Statutes Considered: Freedom of Information and Protection of Privacy Act , R.S.O. 1990, c. F.31, section 65(5.2) .

Orders and Investigation Reports Considered: Orders PO-3999, MO-3847-I, MO-3890-F, and MO-3122.

Cases Considered: Ministry of Attorney General and Toronto Star, 2010 ONSC 991 (CanLII).

OVERVIEW:

[1] The appellants are the parents of a child whose tragic death was investigated by a municipal police service, and, later, by the Ontario Provincial Police (OPP). Since their child’s death, the appellants have made a number of access requests under the Freedom of Information and Protection of Privacy Act  (the Act ), and its municipal counterpart (the Municipal Freedom of Information and Protection of Privacy Act), in an attempt to obtain information about the investigation into their child’s death. I discuss some of these requests, and the resulting appeals, further below. In short, there are four current appeals (of which this appeal is one), and 10 previous appeals that were resolved by way of IPC orders that are currently the subject of judicial review applications. [1]

[2] As I will explain in more detail below, some time after the appellants made the access request giving rise to this appeal (and the other requests giving rise to the other current appeals), the OPP and the municipal police service arrested and charged an individual in connection with the child’s death.

[3] In the discussion that follows, I find that the records at issue in this appeal are not subject to the Act , because they fall within the exclusion at section 65(5.2)  of the Act  for records relating to an ongoing prosecution. In this order, I explain the reasons for my finding.

[4] First, I will briefly summarize the history of this appeal, including some significant developments after this file reached the adjudication stage of the appeal process.

The access request and the ministry’s decision giving rise to the appeal

[5] This appeal arises from the appellants’ November 2018 request under the Act  to the Ministry of the Solicitor General (the ministry), then known as the Ministry of Community Safety and Correctional Services, for certain OPP records relating to the investigation into their child’s death. (The ministry is responsible for the OPP.) In its January 2019 decision letter, the ministry described the appellants’ request as covering the following:

[OPP] reports, officer notes, audio recordings, synopsis, text messages, telephone messages and correspondence with respect to any interactions between [the appellants] and [two named OPP officers] as it relates to [the appellants’] son’s death investigation.

[6] The two OPP officers named in the request were “victim liaison officers” assigned to assist the appellants.
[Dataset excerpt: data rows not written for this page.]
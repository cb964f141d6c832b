//! Swappable deployment backend.
//!
//! Provisioning is kept apart from route, render and decision logic; they
//! only ever see an `ObjectStore`.

use std::path::{Path, PathBuf};

use async_trait::async_trait;
use walkdir::WalkDir;

use crate::error::{StoreError, StoreResult};
use crate::fs::FsStore;
use crate::store::ObjectStore;

/// Summary of an upload.
#[derive(Debug, Clone, Default, PartialEq, Eq)]
pub struct DeployReport {
    /// Number of objects written.
    pub objects: usize,
    /// Total bytes written.
    pub bytes: u64,
}

/// Deployment capability for a hosting backend.
#[async_trait]
pub trait DeployBackend: Send + Sync {
    /// Provision the backing storage.
    async fn setup(&self) -> StoreResult<()>;

    /// Upload a static-export build directory, preserving relative paths.
    async fn deploy(&self, build_dir: &Path) -> StoreResult<DeployReport>;

    /// Whether the backing storage has been provisioned.
    async fn exists(&self) -> StoreResult<bool>;

    /// Remove the backing storage and everything in it.
    async fn teardown(&self) -> StoreResult<()>;
}

/// Deployment backend that provisions a local directory store.
#[derive(Debug, Clone)]
pub struct FsBackend {
    store: FsStore,
}

impl FsBackend {
    /// Create a backend for a directory store.
    pub fn new(bucket: impl Into<String>, root: impl Into<PathBuf>) -> Self {
        Self {
            store: FsStore::new(bucket, root),
        }
    }

    /// The store this backend provisions.
    pub fn store(&self) -> &FsStore {
        &self.store
    }
}

#[async_trait]
impl DeployBackend for FsBackend {
    async fn setup(&self) -> StoreResult<()> {
        let root = self.store.root();
        tokio::fs::create_dir_all(root)
            .await
            .map_err(|e| StoreError::io(root.display().to_string(), e))?;
        tracing::info!(root = %root.display(), "store provisioned");
        Ok(())
    }

    async fn deploy(&self, build_dir: &Path) -> StoreResult<DeployReport> {
        let build_dir = build_dir.to_path_buf();
        let files = tokio::task::spawn_blocking(move || collect_files(&build_dir))
            .await
            .map_err(|e| StoreError::Backend(e.to_string()))??;

        let mut report = DeployReport::default();
        for (key, path) in files {
            let body = tokio::fs::read(&path)
                .await
                .map_err(|e| StoreError::io(path.display().to_string(), e))?;
            report.bytes += body.len() as u64;
            self.store.put(&key, body).await?;
            report.objects += 1;
        }
        tracing::info!(objects = report.objects, bytes = report.bytes, "build output uploaded");
        Ok(report)
    }

    async fn exists(&self) -> StoreResult<bool> {
        Ok(tokio::fs::metadata(self.store.root())
            .await
            .map(|m| m.is_dir())
            .unwrap_or(false))
    }

    async fn teardown(&self) -> StoreResult<()> {
        let root = self.store.root();
        match tokio::fs::remove_dir_all(root).await {
            Ok(()) => {
                tracing::info!(root = %root.display(), "store removed");
                Ok(())
            }
            Err(e) if e.kind() == std::io::ErrorKind::NotFound => Ok(()),
            Err(e) => Err(StoreError::io(root.display().to_string(), e)),
        }
    }
}

fn collect_files(build_dir: &Path) -> StoreResult<Vec<(String, PathBuf)>> {
    let mut files = Vec::new();
    for entry in WalkDir::new(build_dir).sort_by_file_name() {
        let entry = entry.map_err(|e| StoreError::Backend(e.to_string()))?;
        if !entry.file_type().is_file() {
            continue;
        }
        let Ok(rel) = entry.path().strip_prefix(build_dir) else {
            continue;
        };
        let key = rel
            .components()
            .map(|c| c.as_os_str().to_string_lossy())
            .collect::<Vec<_>>()
            .join("/");
        files.push((key, entry.into_path()));
    }
    Ok(files)
}

#[cfg(test)]
mod tests {
    use super::*;
    use crate::store::ObjectStoreExt;

    #[tokio::test]
    async fn test_lifecycle() {
        let build = tempfile::tempdir().unwrap();
        std::fs::create_dir_all(build.path().join("product")).unwrap();
        std::fs::write(build.path().join("index.html"), "home").unwrap();
        std::fs::write(build.path().join("product/7.html"), "seven").unwrap();

        let target = tempfile::tempdir().unwrap();
        let backend = FsBackend::new("site", target.path().join("store"));

        assert!(!backend.exists().await.unwrap());
        backend.setup().await.unwrap();
        assert!(backend.exists().await.unwrap());

        let report = backend.deploy(build.path()).await.unwrap();
        assert_eq!(report, DeployReport { objects: 2, bytes: 9 });
        assert_eq!(
            backend.store().get_string("product/7.html").await.unwrap().as_deref(),
            Some("seven")
        );

        backend.teardown().await.unwrap();
        assert!(!backend.exists().await.unwrap());
        backend.teardown().await.unwrap();
    }
}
In representations made during the inquiry, the ministry explained that the role of the victim liaison officers was “to provide policing support to the appellants as a result of the tragic death of their son.”
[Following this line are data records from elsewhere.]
//! Injectable time source.

use std::sync::Arc;
use std::time::{Duration, Instant};

use parking_lot::Mutex;

/// Monotonic time source.
pub trait Clock: Send + Sync {
    /// Current instant.
    fn now(&self) -> Instant;
}

/// Wall clock backed by `Instant::now`.
#[derive(Debug, Clone, Copy, Default)]
pub struct SystemClock;

impl Clock for SystemClock {
    fn now(&self) -> Instant {
        Instant::now()
    }
}

/// Manually advanced clock for deterministic tests.
#[derive(Debug, Clone)]
pub struct ManualClock {
    base: Instant,
    offset: Arc<Mutex<Duration>>,
}

impl ManualClock {
    /// Create a clock frozen at the current instant.
    pub fn new() -> Self {
        Self {
            base: Instant::now(),
            offset: Arc::new(Mutex::new(Duration::ZERO)),
        }
    }

    /// Move the clock forward.
    pub fn advance(&self, by: Duration) {
        *self.offset.lock() += by;
    }
}

impl Default for ManualClock {
    fn default() -> Self {
        Self::new()
    }
}

impl Clock for ManualClock {
    fn now(&self) -> Instant {
        self.base + *self.offset.lock()
    }
}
[7] In this initial decision, the ministry denied access to all responsive records, in full, on the ground the records concern a matter that, at that time, was under active investigation. On this basis, the ministry claimed the discretionary exemption at section 49 (a) of the Act  (discretion to refuse requester’s own information), read with a number of discretionary law enforcement exemptions in section 14(1), to withhold the records. The ministry also withheld some information relating to other individuals under the discretionary personal privacy exemption at section 49 (b) of the Act .

[8] The appellants appealed the ministry’s decision on this access request, as well as the ministry’s decisions on two related access requests, to the Information and Privacy Commissioner of Ontario (IPC). Under the Act ’s municipal equivalent, the appellants also appealed to the IPC an access decision made by the municipal police service. These four appeal files, which I will refer to collectively in this order as the “four current appeals,” generally concern records relating to the investigation into the death of the appellants’ child. [2]
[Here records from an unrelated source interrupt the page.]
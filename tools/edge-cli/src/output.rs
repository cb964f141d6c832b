//! Terminal and JSON output for the CLI.

use std::time::Duration;

use console::{style, StyledObject};
use indicatif::{ProgressBar, ProgressStyle};

#[derive(Debug, Clone, Copy, PartialEq, Eq)]
enum Mode {
    Human { verbose: bool },
    Json,
}

/// Where command output goes.
///
/// In JSON mode human-readable lines are suppressed and only `json` and
/// `error` print, so stdout stays machine-parseable.
#[derive(Debug, Clone)]
pub struct Output {
    mode: Mode,
}

impl Output {
    pub fn new(verbose: bool, json: bool) -> Self {
        let mode = if json { Mode::Json } else { Mode::Human { verbose } };
        Self { mode }
    }

    pub fn is_json(&self) -> bool {
        self.mode == Mode::Json
    }

    fn line(&self, marker: StyledObject<&str>, msg: impl std::fmt::Display) {
        if !self.is_json() {
            println!("{marker} {msg}");
        }
    }

    fn err_line(&self, marker: StyledObject<&str>, msg: impl std::fmt::Display) {
        if !self.is_json() {
            eprintln!("{marker} {msg}");
        }
    }

    pub fn info(&self, msg: &str) {
        self.line(style("ℹ").blue(), msg);
    }

    pub fn success(&self, msg: &str) {
        self.line(style("✓").green(), msg);
    }

    pub fn warn(&self, msg: &str) {
        self.err_line(style("⚠").yellow(), msg);
    }

    /// Errors print in both modes.
    pub fn error(&self, msg: &str) {
        match self.mode {
            Mode::Json => eprintln!("{}", serde_json::json!({ "error": msg })),
            Mode::Human { .. } => eprintln!("{} {}", style("✗").red(), style(msg).red()),
        }
    }

    /// Only shown with `--verbose`.
    pub fn debug(&self, msg: &str) {
        if let Mode::Human { verbose: true } = self.mode {
            eprintln!("{} {}", style("→").dim(), style(msg).dim());
        }
    }

    pub fn header(&self, msg: &str) {
        if !self.is_json() {
            println!("\n{}", style(msg).bold().underlined());
        }
    }

    /// `[n/total] msg`
    pub fn step(&self, num: usize, total: usize, msg: &str) {
        if !self.is_json() {
            println!("{} {msg}", style(format!("[{num}/{total}]")).dim());
        }
    }

    pub fn kv(&self, key: &str, value: &str) {
        if !self.is_json() {
            println!("  {}: {value}", style(key).dim());
        }
    }

    pub fn list_item(&self, item: &str) {
        if !self.is_json() {
            println!("  {} {item}", style("•").dim());
        }
    }

    /// Left-aligned columns padded to `widths`.
    pub fn table_row(&self, cols: &[&str], widths: &[usize]) {
        if self.is_json() {
            return;
        }
        let row = cols
            .iter()
            .zip(widths)
            .map(|(col, width)| format!("{col:width$}"))
            .collect::<Vec<_>>()
            .join("  ");
        println!("  {row}");
    }

    /// Pretty JSON on stdout, regardless of mode.
    pub fn json<T: serde::Serialize>(&self, value: &T) {
        match serde_json::to_string_pretty(value) {
            Ok(json) => println!("{json}"),
            Err(e) => self.error(&format!("failed to serialize output: {e}")),
        }
    }

    /// Spinner for a step of unknown length; hidden in JSON mode.
    pub fn spinner(&self, msg: &str) -> ProgressBar {
        if self.is_json() {
            return ProgressBar::hidden();
        }
        let style = ProgressStyle::default_spinner()
            .template("{spinner:.green} {msg}")
            .unwrap_or_else(|_| ProgressStyle::default_spinner());
        let spinner = ProgressBar::new_spinner().with_style(style);
        spinner.set_message(msg.to_string());
        spinner.enable_steady_tick(Duration::from_millis(100));
        spinner
    }
}

/// Colour a forward reason: green when the store now answers, red when
/// something went wrong, dim for pass-through.
pub fn reason_badge(reason: &str) -> String {
    match reason {
        "rendered" | "stored" => style(reason).green().to_string(),
        "static_asset" | "no_match" => style(reason).dim().to_string(),
        "render_failed" | "store_unavailable" | "manifest_unavailable" => {
            style(reason).red().to_string()
        }
        _ => reason.to_string(),
    }
}

/// Human-readable byte count (`1.50 KB`).
pub fn format_bytes(bytes: u64) -> String {
    const UNITS: [&str; 3] = ["KB", "MB", "GB"];

    if bytes < 1024 {
        return format!("{bytes} B");
    }
    let mut value = bytes as f64 / 1024.0;
    let mut unit = 0;
    while value >= 1024.0 && unit + 1 < UNITS.len() {
        value /= 1024.0;
        unit += 1;
    }
    format!("{value:.2} {}", UNITS[unit])
}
[9] After attempts at mediation did not result in the settlement of the issues, the four current appeals were moved to the adjudication stage of the IPC appeal process.

Adjudication of Appeal PA19-00060

[10] An IPC adjudicator initially conducted a joint inquiry into this appeal (PA19-00060) and the two related appeals filed by the appellants against the ministry (Appeals PA19- 00059 and PA19-00099). The two related appeals against the ministry relate to records that, broadly speaking, concern allegations of misconduct in relation to the death investigation. [3]

[11] In initial representations submitted during the joint inquiry, the ministry took the position that the records at issue in this appeal (PA19-00060) “relate to the same general subject matter” as previous appeals filed by the appellants. As the ministry notes, and as I discuss in more detail below, the IPC disposed of those previous appeals in IPC Order PO-3999. Given this, the ministry advised that it would be relying on the representations it had filed in those previous appeals, and would not be filing further representations in this appeal.

[12] The appellants provided representations in response to the ministry’s representations, and the ministry provided reply representations. The parties’ representations were exchanged in accordance with the IPC’s Code of Procedure and Practice Direction 7.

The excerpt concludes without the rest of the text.